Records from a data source
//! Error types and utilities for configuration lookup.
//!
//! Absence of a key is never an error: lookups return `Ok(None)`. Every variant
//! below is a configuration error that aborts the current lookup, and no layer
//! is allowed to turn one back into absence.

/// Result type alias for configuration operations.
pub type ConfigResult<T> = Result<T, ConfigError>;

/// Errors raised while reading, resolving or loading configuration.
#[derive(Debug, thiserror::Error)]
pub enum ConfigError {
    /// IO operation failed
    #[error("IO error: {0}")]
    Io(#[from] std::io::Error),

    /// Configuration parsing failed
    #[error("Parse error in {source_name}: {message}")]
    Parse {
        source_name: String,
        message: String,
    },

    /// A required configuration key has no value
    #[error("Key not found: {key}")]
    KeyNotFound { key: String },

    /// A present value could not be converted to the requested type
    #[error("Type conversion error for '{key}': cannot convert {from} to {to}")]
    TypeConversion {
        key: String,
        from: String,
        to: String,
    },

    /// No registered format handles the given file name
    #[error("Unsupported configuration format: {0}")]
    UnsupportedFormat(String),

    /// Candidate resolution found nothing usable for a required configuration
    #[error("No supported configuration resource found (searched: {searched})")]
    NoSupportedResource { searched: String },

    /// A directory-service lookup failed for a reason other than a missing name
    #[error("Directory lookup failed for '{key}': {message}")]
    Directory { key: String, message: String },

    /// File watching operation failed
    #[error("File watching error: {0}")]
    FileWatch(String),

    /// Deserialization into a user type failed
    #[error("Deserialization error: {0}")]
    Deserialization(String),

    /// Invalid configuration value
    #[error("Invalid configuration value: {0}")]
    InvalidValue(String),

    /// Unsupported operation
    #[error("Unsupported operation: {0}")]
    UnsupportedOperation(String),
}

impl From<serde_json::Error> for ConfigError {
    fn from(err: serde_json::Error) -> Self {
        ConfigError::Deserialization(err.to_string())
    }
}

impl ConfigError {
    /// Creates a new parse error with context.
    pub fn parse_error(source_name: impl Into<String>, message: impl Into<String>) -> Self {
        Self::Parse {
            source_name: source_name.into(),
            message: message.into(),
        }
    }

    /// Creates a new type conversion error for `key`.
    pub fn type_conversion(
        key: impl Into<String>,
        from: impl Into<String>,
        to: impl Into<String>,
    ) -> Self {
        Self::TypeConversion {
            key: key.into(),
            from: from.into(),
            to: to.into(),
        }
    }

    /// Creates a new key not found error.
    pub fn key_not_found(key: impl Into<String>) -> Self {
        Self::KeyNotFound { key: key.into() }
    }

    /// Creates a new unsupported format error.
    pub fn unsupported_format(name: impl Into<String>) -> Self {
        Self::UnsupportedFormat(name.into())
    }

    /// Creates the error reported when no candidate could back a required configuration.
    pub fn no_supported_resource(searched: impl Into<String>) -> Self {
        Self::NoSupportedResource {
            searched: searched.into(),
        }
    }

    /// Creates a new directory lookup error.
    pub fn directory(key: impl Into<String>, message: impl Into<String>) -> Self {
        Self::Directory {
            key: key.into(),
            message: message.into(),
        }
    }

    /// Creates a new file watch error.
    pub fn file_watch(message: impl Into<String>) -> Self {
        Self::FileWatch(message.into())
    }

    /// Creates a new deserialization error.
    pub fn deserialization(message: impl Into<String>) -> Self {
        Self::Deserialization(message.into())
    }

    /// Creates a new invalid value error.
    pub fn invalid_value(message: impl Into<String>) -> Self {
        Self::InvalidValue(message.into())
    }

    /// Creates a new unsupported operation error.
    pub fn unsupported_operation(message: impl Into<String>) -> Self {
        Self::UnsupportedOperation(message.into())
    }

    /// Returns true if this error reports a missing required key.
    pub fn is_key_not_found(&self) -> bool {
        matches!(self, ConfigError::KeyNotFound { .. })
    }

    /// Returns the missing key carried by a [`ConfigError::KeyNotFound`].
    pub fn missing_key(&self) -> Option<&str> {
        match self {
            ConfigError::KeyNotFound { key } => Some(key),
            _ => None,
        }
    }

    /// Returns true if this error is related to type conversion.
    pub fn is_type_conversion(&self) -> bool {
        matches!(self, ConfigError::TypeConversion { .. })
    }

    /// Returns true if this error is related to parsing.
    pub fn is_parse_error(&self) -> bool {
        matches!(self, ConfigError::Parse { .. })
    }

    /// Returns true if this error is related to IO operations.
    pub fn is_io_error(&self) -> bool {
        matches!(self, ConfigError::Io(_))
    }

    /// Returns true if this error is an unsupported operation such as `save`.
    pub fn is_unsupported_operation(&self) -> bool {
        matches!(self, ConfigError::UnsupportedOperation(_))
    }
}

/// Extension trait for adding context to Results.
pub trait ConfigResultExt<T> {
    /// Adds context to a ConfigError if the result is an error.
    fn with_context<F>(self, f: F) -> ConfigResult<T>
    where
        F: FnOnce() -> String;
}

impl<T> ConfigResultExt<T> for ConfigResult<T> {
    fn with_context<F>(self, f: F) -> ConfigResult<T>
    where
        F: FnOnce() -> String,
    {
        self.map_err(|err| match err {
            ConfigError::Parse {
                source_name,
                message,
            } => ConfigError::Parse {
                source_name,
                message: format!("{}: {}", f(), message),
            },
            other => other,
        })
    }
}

...

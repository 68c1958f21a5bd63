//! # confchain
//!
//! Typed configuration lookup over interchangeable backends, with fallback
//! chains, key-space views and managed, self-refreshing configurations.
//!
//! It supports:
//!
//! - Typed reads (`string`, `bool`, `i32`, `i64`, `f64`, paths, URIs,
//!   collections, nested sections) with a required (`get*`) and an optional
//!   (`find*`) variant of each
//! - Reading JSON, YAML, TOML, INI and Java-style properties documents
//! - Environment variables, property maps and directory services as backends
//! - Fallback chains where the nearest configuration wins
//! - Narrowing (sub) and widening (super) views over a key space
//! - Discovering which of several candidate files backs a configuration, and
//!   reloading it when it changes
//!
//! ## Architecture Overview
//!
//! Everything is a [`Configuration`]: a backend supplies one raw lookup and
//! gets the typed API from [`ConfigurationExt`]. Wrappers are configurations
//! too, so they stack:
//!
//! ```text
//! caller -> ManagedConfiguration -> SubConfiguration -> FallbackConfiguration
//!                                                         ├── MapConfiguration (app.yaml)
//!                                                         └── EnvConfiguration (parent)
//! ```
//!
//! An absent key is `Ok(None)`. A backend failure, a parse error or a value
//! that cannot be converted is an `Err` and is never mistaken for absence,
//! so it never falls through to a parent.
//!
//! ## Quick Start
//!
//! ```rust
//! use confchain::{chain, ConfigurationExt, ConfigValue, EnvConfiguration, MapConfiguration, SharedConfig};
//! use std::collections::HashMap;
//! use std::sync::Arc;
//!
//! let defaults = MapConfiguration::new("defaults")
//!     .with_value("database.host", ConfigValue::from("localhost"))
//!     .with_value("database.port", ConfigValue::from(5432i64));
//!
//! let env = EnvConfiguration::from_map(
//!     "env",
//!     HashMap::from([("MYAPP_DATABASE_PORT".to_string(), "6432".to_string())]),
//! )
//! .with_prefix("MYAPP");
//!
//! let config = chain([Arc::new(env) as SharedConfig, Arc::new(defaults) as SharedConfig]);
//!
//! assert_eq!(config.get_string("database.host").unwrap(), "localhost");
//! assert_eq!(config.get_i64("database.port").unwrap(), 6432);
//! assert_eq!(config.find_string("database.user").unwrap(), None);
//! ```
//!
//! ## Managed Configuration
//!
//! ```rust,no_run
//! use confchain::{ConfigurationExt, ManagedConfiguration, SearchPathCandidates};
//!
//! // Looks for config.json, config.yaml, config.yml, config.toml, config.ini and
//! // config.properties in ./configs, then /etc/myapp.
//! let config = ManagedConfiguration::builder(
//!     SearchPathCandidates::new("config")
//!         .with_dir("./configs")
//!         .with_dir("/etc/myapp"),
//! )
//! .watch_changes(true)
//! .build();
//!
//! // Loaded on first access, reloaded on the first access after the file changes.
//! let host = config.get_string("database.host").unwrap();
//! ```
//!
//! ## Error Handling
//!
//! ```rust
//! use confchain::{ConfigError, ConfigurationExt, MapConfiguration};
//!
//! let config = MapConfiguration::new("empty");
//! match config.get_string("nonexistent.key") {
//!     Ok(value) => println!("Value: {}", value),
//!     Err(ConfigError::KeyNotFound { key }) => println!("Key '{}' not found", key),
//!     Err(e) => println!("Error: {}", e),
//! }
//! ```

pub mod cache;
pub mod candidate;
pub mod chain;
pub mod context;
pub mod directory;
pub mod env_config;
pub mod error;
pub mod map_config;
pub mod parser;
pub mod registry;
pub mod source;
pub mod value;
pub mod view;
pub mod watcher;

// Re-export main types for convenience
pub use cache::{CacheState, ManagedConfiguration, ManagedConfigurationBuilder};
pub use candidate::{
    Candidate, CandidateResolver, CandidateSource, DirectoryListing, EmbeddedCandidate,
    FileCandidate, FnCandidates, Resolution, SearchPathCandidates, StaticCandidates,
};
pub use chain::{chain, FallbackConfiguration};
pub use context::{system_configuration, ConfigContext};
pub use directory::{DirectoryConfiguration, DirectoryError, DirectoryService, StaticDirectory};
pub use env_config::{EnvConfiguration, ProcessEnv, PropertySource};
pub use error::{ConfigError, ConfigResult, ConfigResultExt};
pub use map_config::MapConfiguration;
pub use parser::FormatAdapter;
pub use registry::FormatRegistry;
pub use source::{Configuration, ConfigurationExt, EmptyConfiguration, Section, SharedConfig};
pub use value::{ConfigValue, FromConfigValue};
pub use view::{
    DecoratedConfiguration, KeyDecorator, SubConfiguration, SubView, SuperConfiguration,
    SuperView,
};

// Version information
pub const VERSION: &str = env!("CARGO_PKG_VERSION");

**What is expected:** Every line above holding the string "parent" should be listed.

**Solution to this exercise:**
//!                                                         └── EnvConfiguration (parent)
//! so it never falls through to a parent.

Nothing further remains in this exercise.